On Wed, May 14, 2014 at 5:58 AM, Aaron Halfaker <ahalfaker@wikimedia.org> wrote:
Hey guys,

Here's how I'd do it. 

Assumption: Only logged-in users can start the UW funnel

Schemas:

UploadWizardStep

Stored when the user loads a new step of the Upload Wizard
  • user_id : int -- The user's identifier
  • flow_initialized : str -- The timestamp at which the current flow through the funnel began (will need to be stored in a cookie and reset at loads of step 1)
  • step : int -- 1 - 4 of the UW process
UploadWizardRightsSelection

Stored when the user selects a "rights" option.
  • user_id : int -- The user's identifier
  • flow_initialized : str -- The timestamp at which the current flow through the funnel began (will need to be stored in a cookie and reset at loads of step 1)
  • rights_selected : enum("own", "other) -- The rights that a user selected (note that multiple selections actions can take place for a single flow)
I'd make a pass over the DB, to identify the last RightsSelection for each flow_initialization (if any) to figure out what an uploading user settled on during a particular flow.  I'd also look at how many selections a user makes per flow to see evidence of confusion & indecisiveness or maybe just exploration of the UI.  

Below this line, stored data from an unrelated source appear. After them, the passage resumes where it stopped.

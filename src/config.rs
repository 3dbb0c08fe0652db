//! # Server Configuration
//!
//! Settings are read from a single TOML file; every section and field is
//! optional and falls back to the defaults below.
//!
//! ```toml
//! [server]
//! bind = "127.0.0.1:8080"
//!
//! [storage]
//! backend = "sqlite"        # or "memory"
//! path = "todo.db"
//! retry_attempts = 3
//! retry_base_delay_ms = 25
//!
//! [auth]
//! jwt_secret = "change-me"
//! session_ttl_secs = 3600
//! login_max_attempts = 5
//! login_window_secs = 60
//!
//! [logging]
//! level = "info"
//! ```
//!
//! `TODO_JWT_SECRET`, `TODO_JWT_EXPIRATION` and `TODO_BIND` override the file.

use std::path::Path;
use std::time::Duration;

use serde::{Deserialize, Serialize};
use thiserror::Error;

use crate::dao::RetryPolicy;

#[derive(Debug, Error)]
pub enum ConfigError {
    #[error("IO error: {0}")]
    Io(#[from] std::io::Error),
    #[error("TOML parse error: {0}")]
    Toml(#[from] toml::de::Error),
    #[error("invalid configuration: {0}")]
    Invalid(String),
}

#[derive(Debug, Clone, Default, Deserialize, Serialize)]
pub struct Config {
    #[serde(default)]
    pub server: ServerConfig,
    #[serde(default)]
    pub storage: StorageConfig,
    #[serde(default)]
    pub auth: AuthConfig,
    #[serde(default)]
    pub logging: LoggingConfig,
}

#[derive(Debug, Clone, Deserialize, Serialize)]
pub struct ServerConfig {
    #[serde(default = "default_bind")]
    pub bind: String,
}

impl Default for ServerConfig {
    fn default() -> Self {
        Self {
            bind: default_bind(),
        }
    }
}

#[derive(Debug, Clone, Copy, PartialEq, Eq, Deserialize, Serialize)]
#[serde(rename_all = "lowercase")]
pub enum StorageBackend {
    Memory,
    Sqlite,
}

#[derive(Debug, Clone, Deserialize, Serialize)]
pub struct StorageConfig {
    #[serde(default = "default_backend")]
    pub backend: StorageBackend,
    #[serde(default = "default_db_path")]
    pub path: String,
    #[serde(default = "default_retry_attempts")]
    pub retry_attempts: u32,
    #[serde(default = "default_retry_base_delay_ms")]
    pub retry_base_delay_ms: u64,
}

impl Default for StorageConfig {
    fn default() -> Self {
        Self {
            backend: default_backend(),
            path: default_db_path(),
            retry_attempts: default_retry_attempts(),
            retry_base_delay_ms: default_retry_base_delay_ms(),
        }
    }
}

impl StorageConfig {
    pub fn retry_policy(&self) -> RetryPolicy {
        RetryPolicy {
            max_retries: self.retry_attempts,
            base_delay: Duration::from_millis(self.retry_base_delay_ms),
        }
    }
}

#[derive(Debug, Clone, Deserialize, Serialize)]
pub struct AuthConfig {
    #[serde(default = "default_jwt_secret")]
    pub jwt_secret: String,
    #[serde(default = "default_session_ttl_secs")]
    pub session_ttl_secs: u64,
    #[serde(default = "default_login_max_attempts")]
    pub login_max_attempts: u32,
    #[serde(default = "default_login_window_secs")]
    pub login_window_secs: u64,
}

impl Default for AuthConfig {
    fn default() -> Self {
        Self {
            jwt_secret: default_jwt_secret(),
            session_ttl_secs: default_session_ttl_secs(),
            login_max_attempts: default_login_max_attempts(),
            login_window_secs: default_login_window_secs(),
        }
    }
}

#[derive(Debug, Clone, Deserialize, Serialize)]
pub struct LoggingConfig {
    #[serde(default = "default_log_level")]
    pub level: String,
}

impl Default for LoggingConfig {
    fn default() -> Self {
        Self {
            level: default_log_level(),
        }
    }
}

impl Config {
    pub fn validate(&self) -> Result<(), ConfigError> {
        if self.auth.jwt_secret.is_empty() {
            return Err(ConfigError::Invalid("auth.jwt_secret must not be empty".into()));
        }
        if self.auth.session_ttl_secs == 0 {
            return Err(ConfigError::Invalid("auth.session_ttl_secs must be positive".into()));
        }
        if self.auth.login_max_attempts == 0 {
            return Err(ConfigError::Invalid("auth.login_max_attempts must be positive".into()));
        }
        if self.storage.backend == StorageBackend::Sqlite && self.storage.path.trim().is_empty() {
            return Err(ConfigError::Invalid("storage.path is required for sqlite".into()));
        }
        Ok(())
    }

    /// Applies `TODO_*` overrides looked up through `lookup`.
    pub fn apply_overrides(&mut self, lookup: impl Fn(&str) -> Option<String>) {
        if let Some(secret) = lookup("TODO_JWT_SECRET") {
            self.auth.jwt_secret = secret;
        }
        if let Some(ttl) = lookup("TODO_JWT_EXPIRATION").and_then(|s| s.parse().ok()) {
            self.auth.session_ttl_secs = ttl;
        }
        if let Some(bind) = lookup("TODO_BIND") {
            self.server.bind = bind;
        }
    }

    pub fn apply_env_overrides(&mut self) {
        self.apply_overrides(|key| std::env::var(key).ok());
    }
}

fn default_bind() -> String { "127.0.0.1:8080".to_string() }
fn default_backend() -> StorageBackend { StorageBackend::Sqlite }
fn default_db_path() -> String { "todo.db".to_string() }
fn default_retry_attempts() -> u32 { 3 }
fn default_retry_base_delay_ms() -> u64 { 25 }
fn default_jwt_secret() -> String { "super_secret_key_change_me".to_string() }
fn default_session_ttl_secs() -> u64 { 3600 }
fn default_login_max_attempts() -> u32 { 5 }
fn default_login_window_secs() -> u64 { 60 }
fn default_log_level() -> String { "info".to_string() }

/// Load configuration from a TOML file.
pub fn load_config(path: &str) -> Result<Config, ConfigError> {
    match std::fs::read_to_string(path) {
        Ok(contents) => match toml::from_str(&contents) {
            Ok(config) => Ok(config),
            Err(e) => {
                tracing::error!("Failed to parse config TOML: {}", e);
                Err(ConfigError::Toml(e))
            }
        },
        Err(e) => {
            tracing::error!("Failed to read config file '{}': {}", path, e);
            Err(ConfigError::Io(e))
        }
    }
}

/// Like [`load_config`], but a missing file yields the defaults.
pub fn load_config_or_default(path: &str) -> Result<Config, ConfigError> {
    if !Path::new(path).exists() {
        tracing::warn!("Config file '{}' not found, using defaults", path);
        return Ok(Config::default());
    }
    load_config(path)
}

Thanks Aaron, I will try something along these lines. This avoids the latency concerns mentioned by Nuria, and it is very flexible - we'll see how painful it is to aggregate the data on the backend.

(will need to be stored in a cookie and reset at loads of step 1)

We don't even need this part since UploadWizard is a single-page application with no page load between the steps, so we can just store the token in memory.
I don't want to log userids unless we really need them, so I'll just go with initial timestamp + random number. I don't think connecting separate upload attempts by the same user is particularly useful at this point.